[Dataset records Boundary: Start]

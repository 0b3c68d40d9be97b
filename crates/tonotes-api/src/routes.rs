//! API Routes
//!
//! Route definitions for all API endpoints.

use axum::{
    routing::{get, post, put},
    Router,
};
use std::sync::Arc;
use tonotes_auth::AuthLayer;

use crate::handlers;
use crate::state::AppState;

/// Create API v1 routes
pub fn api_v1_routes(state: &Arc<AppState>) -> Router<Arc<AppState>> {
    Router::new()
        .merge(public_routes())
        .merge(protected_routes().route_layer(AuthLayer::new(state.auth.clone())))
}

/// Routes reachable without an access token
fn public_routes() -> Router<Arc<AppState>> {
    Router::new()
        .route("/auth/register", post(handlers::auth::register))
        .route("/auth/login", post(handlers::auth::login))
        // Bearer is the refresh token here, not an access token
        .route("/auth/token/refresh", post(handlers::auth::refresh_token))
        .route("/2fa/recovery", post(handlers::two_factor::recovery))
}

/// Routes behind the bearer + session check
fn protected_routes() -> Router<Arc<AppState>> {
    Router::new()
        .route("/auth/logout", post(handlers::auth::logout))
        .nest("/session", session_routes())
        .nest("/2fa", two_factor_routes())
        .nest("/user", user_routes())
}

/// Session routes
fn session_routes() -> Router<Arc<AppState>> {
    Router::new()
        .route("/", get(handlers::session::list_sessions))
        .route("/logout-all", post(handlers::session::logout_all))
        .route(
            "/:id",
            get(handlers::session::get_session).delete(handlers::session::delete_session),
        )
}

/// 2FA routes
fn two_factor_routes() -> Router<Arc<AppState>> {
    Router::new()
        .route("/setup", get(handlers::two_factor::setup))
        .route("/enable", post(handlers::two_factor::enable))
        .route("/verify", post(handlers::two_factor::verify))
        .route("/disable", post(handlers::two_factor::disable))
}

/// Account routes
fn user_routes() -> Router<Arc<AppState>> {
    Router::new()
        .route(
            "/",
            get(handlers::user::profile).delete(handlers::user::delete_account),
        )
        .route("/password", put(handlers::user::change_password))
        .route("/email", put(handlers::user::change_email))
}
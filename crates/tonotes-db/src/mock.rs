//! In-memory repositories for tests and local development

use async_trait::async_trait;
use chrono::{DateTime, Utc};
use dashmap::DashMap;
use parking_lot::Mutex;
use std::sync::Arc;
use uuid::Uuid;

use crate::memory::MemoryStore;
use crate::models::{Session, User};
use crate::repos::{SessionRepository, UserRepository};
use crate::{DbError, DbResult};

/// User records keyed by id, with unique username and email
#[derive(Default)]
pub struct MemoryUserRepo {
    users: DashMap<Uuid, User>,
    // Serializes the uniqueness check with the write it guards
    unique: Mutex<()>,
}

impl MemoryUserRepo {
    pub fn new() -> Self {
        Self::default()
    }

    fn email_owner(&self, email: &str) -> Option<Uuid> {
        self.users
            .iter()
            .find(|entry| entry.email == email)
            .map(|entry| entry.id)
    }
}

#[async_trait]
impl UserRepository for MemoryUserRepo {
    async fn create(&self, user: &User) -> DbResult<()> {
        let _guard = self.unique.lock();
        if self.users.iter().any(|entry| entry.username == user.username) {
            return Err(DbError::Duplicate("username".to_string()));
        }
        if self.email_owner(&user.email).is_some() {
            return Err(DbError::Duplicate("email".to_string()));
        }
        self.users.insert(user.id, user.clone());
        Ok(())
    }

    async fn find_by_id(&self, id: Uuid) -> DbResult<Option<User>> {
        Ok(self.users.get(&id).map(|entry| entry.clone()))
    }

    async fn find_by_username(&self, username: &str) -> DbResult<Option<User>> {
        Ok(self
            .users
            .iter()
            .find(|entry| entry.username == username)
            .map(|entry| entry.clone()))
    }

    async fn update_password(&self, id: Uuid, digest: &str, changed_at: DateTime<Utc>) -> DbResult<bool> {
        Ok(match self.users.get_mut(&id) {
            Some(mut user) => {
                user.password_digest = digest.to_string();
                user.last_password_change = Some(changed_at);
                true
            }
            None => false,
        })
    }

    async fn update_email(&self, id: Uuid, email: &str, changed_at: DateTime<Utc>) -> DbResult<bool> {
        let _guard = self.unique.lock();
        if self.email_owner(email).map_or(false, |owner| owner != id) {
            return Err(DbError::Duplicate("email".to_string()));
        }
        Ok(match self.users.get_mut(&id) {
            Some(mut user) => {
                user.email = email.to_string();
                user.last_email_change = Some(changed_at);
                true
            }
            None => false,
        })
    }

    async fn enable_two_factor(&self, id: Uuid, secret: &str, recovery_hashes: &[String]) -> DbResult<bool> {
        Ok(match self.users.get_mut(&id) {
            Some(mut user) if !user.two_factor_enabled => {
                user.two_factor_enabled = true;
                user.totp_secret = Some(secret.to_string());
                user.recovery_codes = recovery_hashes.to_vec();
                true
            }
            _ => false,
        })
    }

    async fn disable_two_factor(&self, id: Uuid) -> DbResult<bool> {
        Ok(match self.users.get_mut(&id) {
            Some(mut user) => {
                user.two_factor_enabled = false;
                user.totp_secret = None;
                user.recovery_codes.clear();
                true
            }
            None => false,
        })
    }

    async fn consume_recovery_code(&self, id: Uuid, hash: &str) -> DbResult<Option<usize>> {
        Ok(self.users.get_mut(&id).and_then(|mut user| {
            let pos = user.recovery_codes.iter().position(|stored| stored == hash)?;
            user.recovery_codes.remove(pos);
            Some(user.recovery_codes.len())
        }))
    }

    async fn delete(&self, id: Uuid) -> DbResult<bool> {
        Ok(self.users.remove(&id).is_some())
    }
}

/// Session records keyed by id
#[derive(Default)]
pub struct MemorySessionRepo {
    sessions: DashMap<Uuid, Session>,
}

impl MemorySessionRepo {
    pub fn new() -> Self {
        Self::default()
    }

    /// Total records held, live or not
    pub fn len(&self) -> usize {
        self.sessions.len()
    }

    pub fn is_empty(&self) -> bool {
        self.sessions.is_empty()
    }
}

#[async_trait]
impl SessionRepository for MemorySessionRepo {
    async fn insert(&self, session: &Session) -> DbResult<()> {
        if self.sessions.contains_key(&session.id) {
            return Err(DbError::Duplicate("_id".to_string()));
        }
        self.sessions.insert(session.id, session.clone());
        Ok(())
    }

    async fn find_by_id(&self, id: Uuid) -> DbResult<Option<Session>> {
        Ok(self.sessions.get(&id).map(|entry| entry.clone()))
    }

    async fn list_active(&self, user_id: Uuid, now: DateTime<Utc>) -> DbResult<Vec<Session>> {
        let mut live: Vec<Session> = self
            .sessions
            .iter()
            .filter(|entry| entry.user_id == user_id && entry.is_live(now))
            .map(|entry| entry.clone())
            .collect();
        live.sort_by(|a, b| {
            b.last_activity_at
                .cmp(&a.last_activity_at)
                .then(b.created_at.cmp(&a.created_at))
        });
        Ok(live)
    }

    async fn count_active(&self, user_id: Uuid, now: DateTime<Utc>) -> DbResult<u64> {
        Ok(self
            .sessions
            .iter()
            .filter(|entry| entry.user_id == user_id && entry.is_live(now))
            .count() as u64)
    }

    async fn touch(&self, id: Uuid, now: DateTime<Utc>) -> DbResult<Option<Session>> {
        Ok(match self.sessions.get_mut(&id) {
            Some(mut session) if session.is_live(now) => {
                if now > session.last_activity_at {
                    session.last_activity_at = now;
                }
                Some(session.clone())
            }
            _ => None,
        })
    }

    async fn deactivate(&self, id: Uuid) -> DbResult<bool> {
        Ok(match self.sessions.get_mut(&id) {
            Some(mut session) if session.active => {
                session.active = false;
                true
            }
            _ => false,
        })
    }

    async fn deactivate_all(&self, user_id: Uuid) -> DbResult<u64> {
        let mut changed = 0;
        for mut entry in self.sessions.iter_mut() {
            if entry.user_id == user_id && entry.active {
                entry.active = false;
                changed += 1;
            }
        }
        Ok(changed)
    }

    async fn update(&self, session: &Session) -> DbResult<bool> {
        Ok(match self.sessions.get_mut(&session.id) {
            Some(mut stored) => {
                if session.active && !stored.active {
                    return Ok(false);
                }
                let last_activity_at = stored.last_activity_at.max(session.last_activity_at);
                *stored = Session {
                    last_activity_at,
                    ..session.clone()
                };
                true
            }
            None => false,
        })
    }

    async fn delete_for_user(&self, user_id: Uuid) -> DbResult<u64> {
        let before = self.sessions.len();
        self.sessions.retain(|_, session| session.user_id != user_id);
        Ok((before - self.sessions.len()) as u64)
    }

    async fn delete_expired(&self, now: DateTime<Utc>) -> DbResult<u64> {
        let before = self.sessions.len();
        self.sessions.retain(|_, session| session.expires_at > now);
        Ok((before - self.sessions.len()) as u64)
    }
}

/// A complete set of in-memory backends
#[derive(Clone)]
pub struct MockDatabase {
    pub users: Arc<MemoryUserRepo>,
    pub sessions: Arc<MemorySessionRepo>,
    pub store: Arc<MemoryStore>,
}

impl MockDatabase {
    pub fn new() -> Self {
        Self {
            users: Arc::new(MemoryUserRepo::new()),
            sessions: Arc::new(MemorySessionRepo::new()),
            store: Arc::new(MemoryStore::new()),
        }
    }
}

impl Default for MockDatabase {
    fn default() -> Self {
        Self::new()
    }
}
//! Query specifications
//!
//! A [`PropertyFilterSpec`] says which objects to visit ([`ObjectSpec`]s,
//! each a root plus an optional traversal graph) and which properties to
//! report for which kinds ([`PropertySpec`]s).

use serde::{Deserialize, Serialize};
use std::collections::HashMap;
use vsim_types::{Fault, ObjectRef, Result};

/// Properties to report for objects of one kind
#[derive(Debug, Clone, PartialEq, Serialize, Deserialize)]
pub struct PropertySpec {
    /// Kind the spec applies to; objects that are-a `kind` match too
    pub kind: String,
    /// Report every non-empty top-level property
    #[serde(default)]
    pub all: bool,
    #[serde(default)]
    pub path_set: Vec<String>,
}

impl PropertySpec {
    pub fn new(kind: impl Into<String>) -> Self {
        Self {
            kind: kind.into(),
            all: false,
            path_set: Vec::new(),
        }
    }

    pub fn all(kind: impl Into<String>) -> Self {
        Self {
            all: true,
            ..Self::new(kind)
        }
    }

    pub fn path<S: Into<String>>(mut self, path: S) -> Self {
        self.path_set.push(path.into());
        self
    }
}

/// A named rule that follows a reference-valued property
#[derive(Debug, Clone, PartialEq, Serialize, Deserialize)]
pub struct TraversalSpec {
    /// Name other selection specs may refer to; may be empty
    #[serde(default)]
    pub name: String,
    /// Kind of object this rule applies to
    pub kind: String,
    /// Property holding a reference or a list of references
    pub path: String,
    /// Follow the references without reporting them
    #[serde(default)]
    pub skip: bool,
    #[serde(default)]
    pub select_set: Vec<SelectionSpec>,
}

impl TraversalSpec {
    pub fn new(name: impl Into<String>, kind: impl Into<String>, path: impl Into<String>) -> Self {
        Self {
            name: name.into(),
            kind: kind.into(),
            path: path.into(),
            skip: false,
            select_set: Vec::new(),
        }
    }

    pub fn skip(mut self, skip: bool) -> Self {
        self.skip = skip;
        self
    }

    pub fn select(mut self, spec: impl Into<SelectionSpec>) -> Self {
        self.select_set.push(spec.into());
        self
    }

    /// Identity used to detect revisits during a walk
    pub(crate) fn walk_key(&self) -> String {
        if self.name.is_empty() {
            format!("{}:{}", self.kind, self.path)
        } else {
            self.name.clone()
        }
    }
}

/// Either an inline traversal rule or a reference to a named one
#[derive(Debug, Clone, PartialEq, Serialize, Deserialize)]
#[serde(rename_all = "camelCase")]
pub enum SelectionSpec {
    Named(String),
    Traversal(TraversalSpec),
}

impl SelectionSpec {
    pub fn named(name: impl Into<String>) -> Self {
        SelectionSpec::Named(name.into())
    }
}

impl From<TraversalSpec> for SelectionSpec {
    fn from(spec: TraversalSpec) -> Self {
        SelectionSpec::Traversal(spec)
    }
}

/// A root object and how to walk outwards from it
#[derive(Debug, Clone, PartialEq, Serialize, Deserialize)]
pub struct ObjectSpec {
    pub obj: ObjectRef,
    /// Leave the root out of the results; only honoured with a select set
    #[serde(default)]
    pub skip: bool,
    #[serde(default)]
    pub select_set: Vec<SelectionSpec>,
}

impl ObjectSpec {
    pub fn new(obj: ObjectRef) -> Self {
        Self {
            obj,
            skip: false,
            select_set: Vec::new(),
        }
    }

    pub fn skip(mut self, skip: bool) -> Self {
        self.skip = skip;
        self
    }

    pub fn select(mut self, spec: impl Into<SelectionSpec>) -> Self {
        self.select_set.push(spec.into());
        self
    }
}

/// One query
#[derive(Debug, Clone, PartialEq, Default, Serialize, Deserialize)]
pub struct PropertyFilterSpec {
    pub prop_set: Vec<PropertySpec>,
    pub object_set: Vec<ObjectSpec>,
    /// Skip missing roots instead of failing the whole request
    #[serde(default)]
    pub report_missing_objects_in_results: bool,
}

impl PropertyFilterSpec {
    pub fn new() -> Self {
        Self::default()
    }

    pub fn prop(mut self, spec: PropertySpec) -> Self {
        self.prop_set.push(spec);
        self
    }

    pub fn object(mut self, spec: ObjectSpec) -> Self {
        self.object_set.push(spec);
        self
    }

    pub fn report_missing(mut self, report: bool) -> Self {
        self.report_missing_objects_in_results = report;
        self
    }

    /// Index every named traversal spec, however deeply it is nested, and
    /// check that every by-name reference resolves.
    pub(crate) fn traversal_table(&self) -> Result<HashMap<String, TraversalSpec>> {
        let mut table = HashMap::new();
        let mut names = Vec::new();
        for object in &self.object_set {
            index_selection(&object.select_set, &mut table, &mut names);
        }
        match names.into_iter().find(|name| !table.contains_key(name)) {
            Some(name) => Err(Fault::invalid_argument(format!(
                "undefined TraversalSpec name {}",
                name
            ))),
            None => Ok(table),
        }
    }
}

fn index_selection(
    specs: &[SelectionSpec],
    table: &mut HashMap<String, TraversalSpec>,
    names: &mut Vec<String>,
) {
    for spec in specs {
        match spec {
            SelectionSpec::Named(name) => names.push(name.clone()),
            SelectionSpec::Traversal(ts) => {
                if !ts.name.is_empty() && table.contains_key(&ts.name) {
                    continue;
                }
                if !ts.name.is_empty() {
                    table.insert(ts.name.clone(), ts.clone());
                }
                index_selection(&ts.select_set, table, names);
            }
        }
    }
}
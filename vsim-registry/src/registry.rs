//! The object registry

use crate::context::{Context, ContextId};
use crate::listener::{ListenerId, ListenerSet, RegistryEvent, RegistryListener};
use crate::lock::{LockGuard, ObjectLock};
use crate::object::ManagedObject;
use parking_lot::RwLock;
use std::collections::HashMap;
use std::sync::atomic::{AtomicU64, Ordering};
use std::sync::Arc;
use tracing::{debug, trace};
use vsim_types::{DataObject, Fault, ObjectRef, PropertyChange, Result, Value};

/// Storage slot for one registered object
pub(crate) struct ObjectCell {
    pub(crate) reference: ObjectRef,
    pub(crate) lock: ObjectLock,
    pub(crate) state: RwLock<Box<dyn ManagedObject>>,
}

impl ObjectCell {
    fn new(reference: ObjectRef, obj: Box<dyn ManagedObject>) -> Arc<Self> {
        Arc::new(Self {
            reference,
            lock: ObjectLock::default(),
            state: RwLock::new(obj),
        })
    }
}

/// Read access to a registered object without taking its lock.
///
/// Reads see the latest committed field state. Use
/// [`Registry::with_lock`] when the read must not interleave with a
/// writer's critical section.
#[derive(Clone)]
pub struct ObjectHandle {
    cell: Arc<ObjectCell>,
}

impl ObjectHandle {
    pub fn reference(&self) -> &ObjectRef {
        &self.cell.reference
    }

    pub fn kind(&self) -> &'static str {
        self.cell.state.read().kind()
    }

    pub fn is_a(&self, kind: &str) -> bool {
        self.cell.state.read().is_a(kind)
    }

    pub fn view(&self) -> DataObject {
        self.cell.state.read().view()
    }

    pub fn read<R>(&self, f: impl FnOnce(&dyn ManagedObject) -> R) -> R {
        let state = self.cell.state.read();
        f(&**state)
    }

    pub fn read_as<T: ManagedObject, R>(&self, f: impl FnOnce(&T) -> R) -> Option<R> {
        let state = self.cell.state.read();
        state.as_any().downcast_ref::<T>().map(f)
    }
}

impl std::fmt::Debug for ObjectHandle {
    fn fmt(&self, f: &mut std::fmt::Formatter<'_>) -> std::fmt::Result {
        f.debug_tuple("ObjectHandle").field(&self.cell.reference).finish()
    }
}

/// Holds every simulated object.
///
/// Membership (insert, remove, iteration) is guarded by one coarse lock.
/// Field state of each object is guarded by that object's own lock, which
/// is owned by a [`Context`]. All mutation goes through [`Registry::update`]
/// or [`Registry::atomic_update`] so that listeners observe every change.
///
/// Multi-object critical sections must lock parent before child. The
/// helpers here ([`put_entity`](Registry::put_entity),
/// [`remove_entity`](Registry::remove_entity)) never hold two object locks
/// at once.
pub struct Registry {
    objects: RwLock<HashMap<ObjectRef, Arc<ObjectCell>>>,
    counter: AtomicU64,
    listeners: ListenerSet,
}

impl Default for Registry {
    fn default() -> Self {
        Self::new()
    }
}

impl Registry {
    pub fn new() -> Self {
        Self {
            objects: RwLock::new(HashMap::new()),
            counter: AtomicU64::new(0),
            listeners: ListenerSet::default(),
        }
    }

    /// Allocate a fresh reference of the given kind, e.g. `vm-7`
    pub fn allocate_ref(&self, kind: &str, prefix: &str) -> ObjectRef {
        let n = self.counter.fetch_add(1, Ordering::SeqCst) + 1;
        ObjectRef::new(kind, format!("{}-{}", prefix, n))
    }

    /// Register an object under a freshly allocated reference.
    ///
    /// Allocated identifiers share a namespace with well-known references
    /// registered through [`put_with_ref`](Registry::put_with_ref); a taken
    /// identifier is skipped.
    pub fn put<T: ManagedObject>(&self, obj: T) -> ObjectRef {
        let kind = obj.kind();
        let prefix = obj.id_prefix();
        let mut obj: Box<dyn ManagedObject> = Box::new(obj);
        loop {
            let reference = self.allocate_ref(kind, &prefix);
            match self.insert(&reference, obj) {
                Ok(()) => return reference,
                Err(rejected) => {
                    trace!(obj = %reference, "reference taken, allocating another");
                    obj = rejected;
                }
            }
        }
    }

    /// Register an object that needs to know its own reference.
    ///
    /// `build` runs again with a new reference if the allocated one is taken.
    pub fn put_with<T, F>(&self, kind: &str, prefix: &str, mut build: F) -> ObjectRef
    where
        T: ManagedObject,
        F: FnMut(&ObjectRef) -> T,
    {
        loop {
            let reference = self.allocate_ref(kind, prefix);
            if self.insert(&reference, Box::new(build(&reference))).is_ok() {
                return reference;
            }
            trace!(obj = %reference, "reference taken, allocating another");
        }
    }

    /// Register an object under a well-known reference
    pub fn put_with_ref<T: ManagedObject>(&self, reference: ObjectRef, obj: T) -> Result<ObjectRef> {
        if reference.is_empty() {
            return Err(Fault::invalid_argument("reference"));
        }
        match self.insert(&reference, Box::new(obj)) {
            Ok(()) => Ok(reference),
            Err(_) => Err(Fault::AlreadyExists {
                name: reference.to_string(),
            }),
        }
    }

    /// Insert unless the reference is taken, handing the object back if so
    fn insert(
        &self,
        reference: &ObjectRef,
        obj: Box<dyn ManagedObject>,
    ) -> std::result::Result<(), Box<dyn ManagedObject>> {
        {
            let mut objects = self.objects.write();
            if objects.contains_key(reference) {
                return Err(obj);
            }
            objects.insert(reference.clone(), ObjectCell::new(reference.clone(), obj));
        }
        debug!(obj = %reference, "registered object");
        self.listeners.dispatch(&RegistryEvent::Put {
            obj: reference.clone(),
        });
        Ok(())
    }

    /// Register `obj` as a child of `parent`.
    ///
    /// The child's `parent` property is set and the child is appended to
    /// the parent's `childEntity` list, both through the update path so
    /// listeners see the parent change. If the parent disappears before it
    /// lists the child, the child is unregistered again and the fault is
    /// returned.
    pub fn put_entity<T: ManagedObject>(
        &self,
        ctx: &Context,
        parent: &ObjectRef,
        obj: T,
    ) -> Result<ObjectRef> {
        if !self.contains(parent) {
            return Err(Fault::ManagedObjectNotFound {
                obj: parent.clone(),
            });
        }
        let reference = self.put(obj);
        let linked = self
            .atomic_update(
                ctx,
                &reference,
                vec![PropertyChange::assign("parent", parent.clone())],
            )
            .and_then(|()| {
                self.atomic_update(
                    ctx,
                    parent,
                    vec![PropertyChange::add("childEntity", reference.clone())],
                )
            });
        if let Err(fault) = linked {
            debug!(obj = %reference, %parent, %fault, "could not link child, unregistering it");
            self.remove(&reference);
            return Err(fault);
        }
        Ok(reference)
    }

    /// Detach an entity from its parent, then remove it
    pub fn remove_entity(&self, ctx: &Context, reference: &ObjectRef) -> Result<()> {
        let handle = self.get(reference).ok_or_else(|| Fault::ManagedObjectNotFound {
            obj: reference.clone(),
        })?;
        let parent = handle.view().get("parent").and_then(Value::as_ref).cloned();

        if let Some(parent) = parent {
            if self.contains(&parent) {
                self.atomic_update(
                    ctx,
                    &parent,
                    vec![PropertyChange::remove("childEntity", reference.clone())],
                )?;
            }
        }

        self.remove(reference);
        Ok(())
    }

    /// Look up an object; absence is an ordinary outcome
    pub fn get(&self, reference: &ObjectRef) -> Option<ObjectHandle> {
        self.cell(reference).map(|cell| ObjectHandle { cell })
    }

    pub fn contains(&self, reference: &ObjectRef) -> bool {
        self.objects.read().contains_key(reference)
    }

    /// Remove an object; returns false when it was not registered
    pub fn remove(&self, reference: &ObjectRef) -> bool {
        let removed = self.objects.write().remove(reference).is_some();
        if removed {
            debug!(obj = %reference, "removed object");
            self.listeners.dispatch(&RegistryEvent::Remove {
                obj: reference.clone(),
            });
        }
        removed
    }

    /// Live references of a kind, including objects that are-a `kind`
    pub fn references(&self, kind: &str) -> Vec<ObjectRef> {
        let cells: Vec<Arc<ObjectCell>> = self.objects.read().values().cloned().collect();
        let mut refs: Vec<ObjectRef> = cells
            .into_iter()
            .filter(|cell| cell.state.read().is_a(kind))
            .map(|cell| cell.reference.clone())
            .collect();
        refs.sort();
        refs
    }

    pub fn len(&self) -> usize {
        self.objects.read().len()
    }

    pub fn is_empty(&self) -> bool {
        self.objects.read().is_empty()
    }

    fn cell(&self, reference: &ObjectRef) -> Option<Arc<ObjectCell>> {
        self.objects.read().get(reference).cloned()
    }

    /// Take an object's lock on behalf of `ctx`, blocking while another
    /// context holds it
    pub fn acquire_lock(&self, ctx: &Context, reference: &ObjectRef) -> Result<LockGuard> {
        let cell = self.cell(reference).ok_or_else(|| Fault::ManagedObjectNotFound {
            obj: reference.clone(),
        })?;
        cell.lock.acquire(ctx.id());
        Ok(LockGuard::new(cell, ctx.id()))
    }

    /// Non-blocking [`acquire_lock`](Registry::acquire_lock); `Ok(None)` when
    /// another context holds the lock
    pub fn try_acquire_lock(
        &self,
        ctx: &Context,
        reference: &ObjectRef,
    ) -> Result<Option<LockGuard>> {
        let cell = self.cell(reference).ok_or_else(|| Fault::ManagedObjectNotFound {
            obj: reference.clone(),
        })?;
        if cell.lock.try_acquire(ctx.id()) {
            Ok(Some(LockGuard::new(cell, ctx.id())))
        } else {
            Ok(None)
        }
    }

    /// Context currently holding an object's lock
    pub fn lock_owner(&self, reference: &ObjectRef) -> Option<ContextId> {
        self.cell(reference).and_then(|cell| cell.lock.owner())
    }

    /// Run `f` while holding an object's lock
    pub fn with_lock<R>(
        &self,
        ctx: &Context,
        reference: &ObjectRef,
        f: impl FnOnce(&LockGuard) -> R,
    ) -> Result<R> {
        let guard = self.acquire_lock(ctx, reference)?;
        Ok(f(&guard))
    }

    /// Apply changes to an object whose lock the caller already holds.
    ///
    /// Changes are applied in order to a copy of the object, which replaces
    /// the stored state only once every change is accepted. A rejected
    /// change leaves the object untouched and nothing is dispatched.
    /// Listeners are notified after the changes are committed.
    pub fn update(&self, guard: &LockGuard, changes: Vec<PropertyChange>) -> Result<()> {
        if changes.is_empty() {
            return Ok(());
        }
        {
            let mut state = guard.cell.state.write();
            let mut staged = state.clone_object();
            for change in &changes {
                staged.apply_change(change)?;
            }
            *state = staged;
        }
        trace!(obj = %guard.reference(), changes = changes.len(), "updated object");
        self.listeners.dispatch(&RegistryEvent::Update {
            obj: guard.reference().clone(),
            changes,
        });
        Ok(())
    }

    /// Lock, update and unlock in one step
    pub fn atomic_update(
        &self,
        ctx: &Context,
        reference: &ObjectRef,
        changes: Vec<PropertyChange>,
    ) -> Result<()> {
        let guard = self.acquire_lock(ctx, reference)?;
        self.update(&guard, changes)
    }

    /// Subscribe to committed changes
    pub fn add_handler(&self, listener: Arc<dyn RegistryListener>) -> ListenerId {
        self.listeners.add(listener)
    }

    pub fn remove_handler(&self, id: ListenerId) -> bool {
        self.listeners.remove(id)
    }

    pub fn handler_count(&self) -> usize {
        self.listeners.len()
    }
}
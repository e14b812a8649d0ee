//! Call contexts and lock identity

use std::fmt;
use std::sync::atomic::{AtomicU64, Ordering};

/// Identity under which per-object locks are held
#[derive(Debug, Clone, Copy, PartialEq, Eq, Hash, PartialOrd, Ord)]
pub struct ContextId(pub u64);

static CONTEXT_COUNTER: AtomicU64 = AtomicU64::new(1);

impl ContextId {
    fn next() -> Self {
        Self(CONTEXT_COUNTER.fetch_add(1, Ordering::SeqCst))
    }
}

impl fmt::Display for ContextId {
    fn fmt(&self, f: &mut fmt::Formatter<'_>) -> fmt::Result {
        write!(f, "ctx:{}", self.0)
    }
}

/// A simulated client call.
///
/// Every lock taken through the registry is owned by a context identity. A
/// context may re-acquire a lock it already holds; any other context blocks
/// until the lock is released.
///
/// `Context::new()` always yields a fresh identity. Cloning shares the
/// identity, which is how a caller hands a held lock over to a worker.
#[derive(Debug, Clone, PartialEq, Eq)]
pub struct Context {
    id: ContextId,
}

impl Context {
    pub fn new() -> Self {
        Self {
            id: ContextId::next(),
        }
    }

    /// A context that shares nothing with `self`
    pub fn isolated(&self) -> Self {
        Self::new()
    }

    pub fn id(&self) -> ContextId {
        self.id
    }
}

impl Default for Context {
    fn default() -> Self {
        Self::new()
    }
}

[Dataset records Boundary: End]

* _What is expected_
Take every line of the material that contains the word "merge", and copy it.

* _Task result_
        .merge(public_routes())
        .merge(protected_routes().route_layer(AuthLayer::new(state.auth.clone())))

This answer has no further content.